Wallace Thurman, born and raised in Salt Lake City -- mostly -- was a Westerner, and his peripatetic life before relocating to Harlem in 1925 encompassed three years in Los Angeles, where he dropped out of the University of Southern California and met Arna Bontemps while both worked in the post office. Bontemps and Thurman promoted their own two-man Negro Renaissance to little effect in California, but when Bontemps made the move to Harlem as the literary Renaissance was rising to public notice, Thurman followed hard on his heels.
The friendship between the two Western writers did not last. Thurman was extremely conflicted, maniacally productive, and undoubtedly the leading iconoclast of the Harlem Renaissance until he drank himself to death in 1931 -- also gay, which didn't help matters. He evinces little love for his Western origins in his fictional transgender autobiography, The Blacker the Berry (1929) and briskly skewers the shallow values of the aspiring Blacks at USC. (My father, who had won a fellowship in chemistry at USC in 1942, similarly hated the social climbing student body and dropped out in his turn.)

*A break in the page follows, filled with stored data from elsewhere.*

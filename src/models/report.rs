//! Scoring output models.

use chrono::{DateTime, Utc};
use serde::Serialize;

/// One projected, scored player in an archetype table.
#[derive(Debug, Clone, PartialEq, Serialize)]
pub struct ArchetypeRecord {
    pub uid: String,
    pub name: String,
    pub position: String,
    pub club: String,
    pub division: String,
    pub signability: String,
    pub transfer_value: String,

    /// Formula score before league weighting
    pub rating: f64,

    /// Rating × league multiplier
    pub adjusted_rating: f64,

    /// Min-max position of `adjusted_rating` within this archetype (0.0 to 1.0)
    pub percentile: f64,
}

/// Ranked players for one archetype, best first.
#[derive(Debug, Clone, PartialEq, Serialize)]
pub struct ArchetypeResult {
    pub archetype: String,

    /// Column label for the raw rating (e.g. "SK Rating")
    pub label: String,

    pub records: Vec<ArchetypeRecord>,
}

impl ArchetypeResult {
    /// Column label for the league-weighted rating.
    pub fn adjusted_label(&self) -> String {
        format!("Adjusted {}", self.label)
    }

    pub fn len(&self) -> usize {
        self.records.len()
    }

    pub fn is_empty(&self) -> bool {
        self.records.is_empty()
    }
}

/// Row counts at each pipeline stage.
#[derive(Debug, Clone, Default, PartialEq, Eq, Serialize)]
pub struct RunSummary {
    /// Rows ingested per source label, in merge order
    pub rows_per_source: Vec<(String, usize)>,

    pub rows_merged: usize,
    pub duplicates_removed: usize,
    pub rows_below_minutes: usize,
    pub rows_scored: usize,
    pub archetypes_scored: usize,
}

/// Output of one analysis run.
#[derive(Debug, Clone, Serialize)]
pub struct AnalysisReport {
    pub generated_at: DateTime<Utc>,
    pub summary: RunSummary,
    pub archetypes: Vec<ArchetypeResult>,
}

impl AnalysisReport {
    /// Look up an archetype's result by name.
    pub fn get(&self, archetype: &str) -> Option<&ArchetypeResult> {
        self.archetypes.iter().find(|r| r.archetype == archetype)
    }

    pub fn archetype_names(&self) -> Vec<&str> {
        self.archetypes.iter().map(|r| r.archetype.as_str()).collect()
    }
}
//! Well-known column names in the game's player exports.

pub const UID: &str = "UID";
pub const NAME: &str = "Name";
pub const POSITION: &str = "Position";
pub const CLUB: &str = "Club";
pub const DIVISION: &str = "Division";
pub const TRANSFER_VALUE: &str = "Transfer Value";
pub const MINUTES: &str = "Mins";
pub const DISTANCE_PER_90: &str = "Dist/90";

/// Provenance column added to every ingested row.
pub const SIGNABILITY: &str = "Signability";

/// Derived column holding the division's power rating / 100.
pub const LEAGUE_MULTIPLIER: &str = "League Multiplier";

/// Columns that are never numerically coerced.
pub const TEXT_COLUMNS: &[&str] = &[
    "UID",
    "Name",
    "Rec",
    "EU National",
    "Position",
    "Pros",
    "Preferred Foot",
    "Inf",
    "Transfer Value",
    "Nat",
    "Division",
    "Club",
    "Personality",
];

/// Columns exported as percentages (`"37%"`), parsed by the percentage rule.
pub const PERCENTAGE_COLUMNS: &[&str] = &[
    "Sv %",
    "OP-Cr %",
    "Hdr %",
    "Conv %",
    "Pas %",
    "Cr C/A",
    "Tck R",
    "Pens Saved Ratio",
    "Pen/R",
    "Shot %",
];

pub fn is_text_column(name: &str) -> bool {
    TEXT_COLUMNS.contains(&name)
}

pub fn is_percentage_column(name: &str) -> bool {
    PERCENTAGE_COLUMNS.contains(&name)
}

Slim pickings, all told. I could complicate matters further by examining the astonishing and successful career of Claude Sergeant Johnson, a (voluntarily) Black sculptor who conducted his long professional life out of San Francisco, but this essay has gone on quite long enough. California, especially Los Angeles, made a group contribution to African American culture, but that came well after the Richard Wright generation had buried the Harlem Renaissance.
And Octavia Butler wasn't born until 1947.